Well, its safe to say my errant shots did the trick this fall in SE ND!

On the way down to LaMoure on Sunday, along Hwy 1 and 13 my buddies and I counted 40 pheasants, 26 roosters and 14 hens! Some of these birds were just the fattest oldest roosters I have ever seen too! I got an itch to get out shooting already! Seven months to go!

How about you guys? Seeing anything lately?


----------



## Shu (Oct 21, 2003)

In Western MN 2 weeks ago I saw about 20 in a 5 mile stretch. If we have a good nesting weather in the spring this fall could be really good.


----------



## KEN W (Feb 22, 2002)

I even saw 2 roosters on the way to work this morning up here at Bottineau.


----------



## pheasantslayer (May 13, 2004)

Way too many roosters left in the SW. Probably have about a hundred in the yard and too many to count in the CRP. Lucky we didn't have a hard winter or it would have been a holocaust for the hens. I think if we have a warm hatching season with no hail and no drought, it could be one of the best pheasant seasons we've ever had. Just prayin that we can get a good year for a good hatch cuz if we do it could be a year to remember.


----------



## DJRooster (Nov 4, 2002)

Nope...Haven't seen a bird all winter!


----------



## g/o (Jul 13, 2004)

12.


----------



## KEN W (Feb 22, 2002)

Those roosters are awesome this time of the year....bright red wattles really show up.They should start crowing next month.


----------



## holmsvc (Nov 26, 2003)

I was with simonson on that trip and it was a blast seeing all the big roosters in the ditch it made up for the poor fiishing.


----------



## DJRooster (Nov 4, 2002)

Ummm...Like I said, I havn't seen a bird in Dickey county all winter.

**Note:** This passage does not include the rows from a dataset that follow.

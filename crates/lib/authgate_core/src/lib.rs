//! # authgate_core
//!
//! Core domain logic for Authgate: credential checks, token issuance and the
//! client for the remote user directory.

pub mod auth;
pub mod config;
pub mod models;
pub mod users;

/// Returns the crate version.
pub fn version() -> &'static str {
    env!("CARGO_PKG_VERSION")
}

#[cfg(test)]
mod tests {
    use super::*;

    #[test]
    fn version_is_not_empty() {
        assert!(!version().is_empty());
    }
}
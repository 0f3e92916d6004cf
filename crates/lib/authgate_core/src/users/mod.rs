//! Remote user directory — the authoritative source of user records.

pub mod http;

use async_trait::async_trait;
use thiserror::Error;

use crate::models::auth::{Credentials, RequestContext, UserRecord};

pub use http::HttpUserDirectory;

/// Errors returned by a user directory lookup.
#[derive(Debug, Error)]
pub enum LookupError {
    /// The directory rejected the credentials.
    #[error("Wrong credentials")]
    WrongCredentials,

    #[error("Users API timed out")]
    Timeout,

    #[error("Users API request failed: {0}")]
    Transport(String),

    #[error("Users API returned {status}: {body}")]
    UnexpectedStatus { status: u16, body: String },

    #[error("Users API response could not be decoded: {0}")]
    Decode(String),
}

/// Lookup of a user record for a credential pair.
#[async_trait]
pub trait UserDirectory: Send + Sync {
    /// Whether a successful lookup proves the password is correct.
    ///
    /// Directories that only resolve usernames must return `false`; they can
    /// only sit behind an enabled allow-list.
    fn verifies_password(&self) -> bool;

    async fn lookup_user(
        &self,
        credentials: &Credentials,
        ctx: &RequestContext,
    ) -> Result<UserRecord, LookupError>;
}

They must have all migrated up to Lamoure county.


----------



## RWHONKER (Dec 22, 2003)

I live in Lamoure County and see at least a dozen roosters every day and that is only on the main roads. If the weather stays the way it is, this year will be exellent. :beer:


----------



## Remmi_&amp;_I (Dec 2, 2003)

This thread is causing me some serious insanity! 7 MONTHS AWAY 

I want to hunt now!!!!!!!!!!


----------



## Rick Acker (Sep 26, 2002)

I can vouch for that...No pheasants in the S.E. They all migrated into South Dakota...Nothin, but a few prarie carp! Grand Forks county is loaded though...Inkster is Ground Zero...Plan your trip now!


----------



## mburgess (Aug 11, 2003)

I've seen a ton of roosters that have made it through this winter. With a fairly good spring this will definitely be an awesome year in the Dakotas for rooster hunting!


----------



## The Norseman (Jan 8, 2005)

Hello everyone,

Mom still reports pheasants coming into the yard out at the farm.
I don't remember the exact number, I think ten.

Means hunting pheasants in October will be another great year around
there.


----------